Monday, September 7, 2020

On Atom Heart Mother

The cows on the cover of Pink Floyd's Atom Heart Mother are far more famous than the music within. Pink Floyd was a band of stages. The Syd years (Piper at the Gates of Dawn and Saucerful of Secrets), the impossible years (how could one band create four such monumental LPs?), the Roger Waters "solo" LPs (The Wall and The Final Cut), and the non-Roger Years.

There are those albums we skim over like the soundtracks for More and Obscured By Clouds, and then there's Atom Heart Mother. EMI records under L.G. Wood signed off on the LP which didn’t have the album's title or the name of the band, just pictures of cows, and still, the album made it to No, 1 on the British Charts.

Side One is the monumental title cut (23 minutes worth) which is unlike anything else Pink Floyd ever did, filled with orchestrations and experimentation; indeed it is the apogee of the experimental years. Pink Floyd by Atom had nixed the pop philosophy and until "Money" didn't release a single from 1978 to 1973.

Prior to Atom Heart Mother, the band had another soundtrack offering, Zabriskie Point, this time with odd bedfellows The Grateful Dead. Most of PF's material was cut from the soundtrack and that, mostly the creation of Gilmour, was the catalyst for the "Atom Heart Mother" suite.

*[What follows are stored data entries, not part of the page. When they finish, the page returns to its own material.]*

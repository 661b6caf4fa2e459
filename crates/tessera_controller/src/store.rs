//! Versioned metadata store gateway and the JSON-directory implementation.

use std::fs;
use std::path::{Path, PathBuf};
use std::sync::Mutex;

use anyhow::{bail, Context, Result};
use serde::de::DeserializeOwned;
use serde::Serialize;

use crate::config::TableConfig;
use crate::state::{
    uniform_replica_count, Assignment, ExternalView, IdealState, InstanceConfig,
    InstancePartitions,
};

/// Outcome of a compare-and-set against the stored record version. Fatal
/// store failures are reported through `Err`, never through this value.
#[derive(Debug, Clone, Copy, PartialEq, Eq)]
pub enum CasOutcome {
    Committed,
    VersionMismatch,
}

/// Gateway to the cluster coordination store. All reads are point reads with
/// no caching; the only write to the ideal state is a compare-and-set.
pub trait MetadataStore: Send + Sync {
    fn ideal_state(&self, table: &str) -> Result<Option<IdealState>>;

    /// Atomically replace the ideal state if its stored version still equals
    /// `expected_version`. On commit the stored version becomes
    /// `expected_version + 1`; the version carried inside `record` is ignored.
    fn cas_ideal_state(
        &self,
        table: &str,
        record: &IdealState,
        expected_version: u64,
    ) -> Result<CasOutcome>;

    fn external_view(&self, table: &str) -> Result<Option<ExternalView>>;

    fn instance_configs(&self) -> Result<Vec<InstanceConfig>>;

    fn instance_partitions(&self, name: &str) -> Result<Option<InstancePartitions>>;

    fn persist_instance_partitions(&self, partitions: &InstancePartitions) -> Result<()>;

    fn remove_instance_partitions(&self, name: &str) -> Result<()>;
}

/// Metadata store backed by a directory of JSON records:
///
/// ```text
/// <root>/ideal_states/{table}.json
/// <root>/external_views/{table}.json
/// <root>/instance_configs.json
/// <root>/instance_partitions/{name}.json
/// <root>/table_configs/{table}.json
/// ```
///
/// A process-wide mutex serializes mutations so the compare-and-set is
/// atomic. The admin-side setters are inherent methods, not part of the
/// gateway trait: the rebalancer itself never writes external views or
/// table configs.
pub struct DirMetadataStore {
    root: PathBuf,
    write_lock: Mutex<()>,
}

impl DirMetadataStore {
    pub fn open(root: impl AsRef<Path>) -> Result<Self> {
        let root = root.as_ref().to_path_buf();
        for sub in [
            "ideal_states",
            "external_views",
            "instance_partitions",
            "table_configs",
        ] {
            fs::create_dir_all(root.join(sub))
                .with_context(|| format!("create metadata dir {}", root.join(sub).display()))?;
        }
        Ok(Self {
            root,
            write_lock: Mutex::new(()),
        })
    }

    pub fn root(&self) -> &Path {
        &self.root
    }

    fn ideal_state_path(&self, table: &str) -> PathBuf {
        self.root.join("ideal_states").join(format!("{table}.json"))
    }

    fn external_view_path(&self, table: &str) -> PathBuf {
        self.root
            .join("external_views")
            .join(format!("{table}.json"))
    }

    fn instance_partitions_path(&self, name: &str) -> PathBuf {
        self.root
            .join("instance_partitions")
            .join(format!("{name}.json"))
    }

    fn table_config_path(&self, table: &str) -> PathBuf {
        self.root.join("table_configs").join(format!("{table}.json"))
    }

    fn instance_configs_path(&self) -> PathBuf {
        self.root.join("instance_configs.json")
    }

    fn read_json<T: DeserializeOwned>(path: &Path) -> Result<Option<T>> {
        let data = match fs::read(path) {
            Ok(data) => data,
            Err(err) if err.kind() == std::io::ErrorKind::NotFound => return Ok(None),
            Err(err) => {
                return Err(err).with_context(|| format!("read {}", path.display()));
            }
        };
        let value = serde_json::from_slice(&data)
            .with_context(|| format!("parse {}", path.display()))?;
        Ok(Some(value))
    }

    fn write_json<T: Serialize>(path: &Path, value: &T) -> Result<()> {
        let data = serde_json::to_vec_pretty(value).context("serialize metadata record")?;
        fs::write(path, data).with_context(|| format!("write {}", path.display()))?;
        Ok(())
    }

    /// Blind admin write of the ideal state, bumping the stored version.
    /// Used by `tessctl` and tests to seed or mutate tables out of band.
    pub fn set_ideal_state(
        &self,
        table: &str,
        enabled: bool,
        assignment: Assignment,
    ) -> Result<IdealState> {
        let _guard = self.write_lock.lock().unwrap();
        let path = self.ideal_state_path(table);
        let version = Self::read_json::<IdealState>(&path)?
            .map(|record| record.version + 1)
            .unwrap_or(0);
        let record = IdealState {
            version,
            enabled,
            num_partitions: assignment.len(),
            replicas: uniform_replica_count(&assignment).unwrap_or(0),
            assignment,
        };
        Self::write_json(&path, &record)?;
        Ok(record)
    }

    /// Admin write of the external view, standing in for the cluster
    /// controller that normally reports it.
    pub fn set_external_view(&self, table: &str, assignment: Assignment) -> Result<()> {
        let _guard = self.write_lock.lock().unwrap();
        Self::write_json(&self.external_view_path(table), &ExternalView { assignment })
    }

    /// Drop the ideal state and external view of a table.
    pub fn remove_table(&self, table: &str) -> Result<()> {
        let _guard = self.write_lock.lock().unwrap();
        for path in [self.ideal_state_path(table), self.external_view_path(table)] {
            match fs::remove_file(&path) {
                Ok(()) => {}
                Err(err) if err.kind() == std::io::ErrorKind::NotFound => {}
                Err(err) => {
                    return Err(err).with_context(|| format!("remove {}", path.display()));
                }
            }
        }
        Ok(())
    }

    pub fn put_instance_configs(&self, configs: &[InstanceConfig]) -> Result<()> {
        let _guard = self.write_lock.lock().unwrap();
        Self::write_json(&self.instance_configs_path(), &configs)
    }

    pub fn put_table_config(&self, config: &TableConfig) -> Result<()> {
        let _guard = self.write_lock.lock().unwrap();
        Self::write_json(&self.table_config_path(&config.name_with_type()), config)
    }

    pub fn table_config(&self, table: &str) -> Result<Option<TableConfig>> {
        Self::read_json(&self.table_config_path(table))
    }
}

impl MetadataStore for DirMetadataStore {
    fn ideal_state(&self, table: &str) -> Result<Option<IdealState>> {
        Self::read_json(&self.ideal_state_path(table))
    }

    fn cas_ideal_state(
        &self,
        table: &str,
        record: &IdealState,
        expected_version: u64,
    ) -> Result<CasOutcome> {
        let _guard = self.write_lock.lock().unwrap();
        let path = self.ideal_state_path(table);
        let Some(stored) = Self::read_json::<IdealState>(&path)? else {
            bail!("no ideal state for table {table}");
        };
        if stored.version != expected_version {
            return Ok(CasOutcome::VersionMismatch);
        }
        let committed = IdealState {
            version: expected_version + 1,
            ..record.clone()
        };
        Self::write_json(&path, &committed)?;
        Ok(CasOutcome::Committed)
    }

    fn external_view(&self, table: &str) -> Result<Option<ExternalView>> {
        Self::read_json(&self.external_view_path(table))
    }

    fn instance_configs(&self) -> Result<Vec<InstanceConfig>> {
        Ok(Self::read_json(&self.instance_configs_path())?.unwrap_or_default())
    }

    fn instance_partitions(&self, name: &str) -> Result<Option<InstancePartitions>> {
        Self::read_json(&self.instance_partitions_path(name))
    }

    fn persist_instance_partitions(&self, partitions: &InstancePartitions) -> Result<()> {
        let _guard = self.write_lock.lock().unwrap();
        Self::write_json(&self.instance_partitions_path(&partitions.name), partitions)
    }

    fn remove_instance_partitions(&self, name: &str) -> Result<()> {
        let _guard = self.write_lock.lock().unwrap();
        match fs::remove_file(self.instance_partitions_path(name)) {
            Ok(()) => Ok(()),
            Err(err) if err.kind() == std::io::ErrorKind::NotFound => Ok(()),
            Err(err) => Err(err).with_context(|| format!("remove instance partitions {name}")),
        }
    }
}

Pink Floyd entered Abbey Road in early March to record on the studio’s newly installed state-of-the-art eight-track recorders. Waters and Mason recorded the backing track in one 23.44-minute take. "It demanded the full range of our limited musicianship," said Mason. "We added, subtracted and multiplied the elements, but it still seemed to lack an essential something." That “something” was the orchestration and choir, the work of Mason friend, Ron Geesin.

Waters' called the opening movement "plodding," but three minutes in, Gilmour's slide takes over, underpinning a mournful cello. Here one gets a taste of what Pink Floyd would soon achieve on Meddle and Dark Side. On the fourth movement, "Funky Dung," the guitar and Hammond organ play tag on what sounds a bit like "Any Colour You Like," while the choir's gospel-like vocals evoke those heard on "Eclipse." The suite’s fifth section, "Mind Your Throats Please," combines Nick Mason’s gruff "Silence in the studio!" warning with Rick Wright's piano as played through a Leslie speaker, a trick later used on "Echoes."

Side two is Pink Floyd at their most merry and poppy, more so even than the hit days of "See Emily Play" and "Paint Box." Side two concludes with the odd "Alan's Psychedelic Breakfast," with its run-on groove of a dripping faucet.

Tape operator Alan Parsons said, "Floyd had a general aversion to record company people," Parsons said. "An A&R guy showed up and Roger and Ron said, ‘We’ll play you a bit of the album.'" Prior to his arrival, they hid a turntable under the desk and proceeded to play an old 78rpm disc through the studio speakers. The A&R man looked baffled and walked out. "But we were all unable to keep a straight face."

Nick Mason said Pink Floyd "never threw any musical ideas away," and Ron Geesin recalls the four songs on the album's second side developing from "scraps of things they had lying around". 

It's the lyrics that make Roger Waters' "If" so charming. "If I were a good, man I'd understand the spaces between friends." Ironically, Geesin was there the day Barrett appeared at Abbey Road. He sat there staring at his old bandmates, then disappeared.

Next up was Rick Wright's Summer ’68, a song about a casual encounter with a groupie, featuring the EMI Pops Orchestra’s buoyant brass.  "In the summer of '68 there were groupies everywhere," Wright said. "They’d come and look after you like a personal maid… and leave you with a dose of the clap."

My favorite is Gilmour's "Fat Old Sun." "It's fantastically overlooked," he said Gilmour. "[I] tried very hard to push the others… but they weren’t having it."

The album end, of course, with "Alan's Psychedelic Breakfast," a meandering instrumental augmented by the sound of Floyd roadie Alan Styles cooking bacon, eggs and toast, and rendered in sumptuous quadrophonic sound. "One take went, ‘Egg Frying Take One,’ followed by, ‘Whoops!’ as the egg dropped," Alan Parsons recalled.

Atom Heart Mother is one of those deep Pink Floyd listens, but everyone should hear it once to see the direction the band would take with Meddle, and then, of course, with Dark Side of the Moon. You may even find yourself gravitating back to it – it does have an odd musical spell.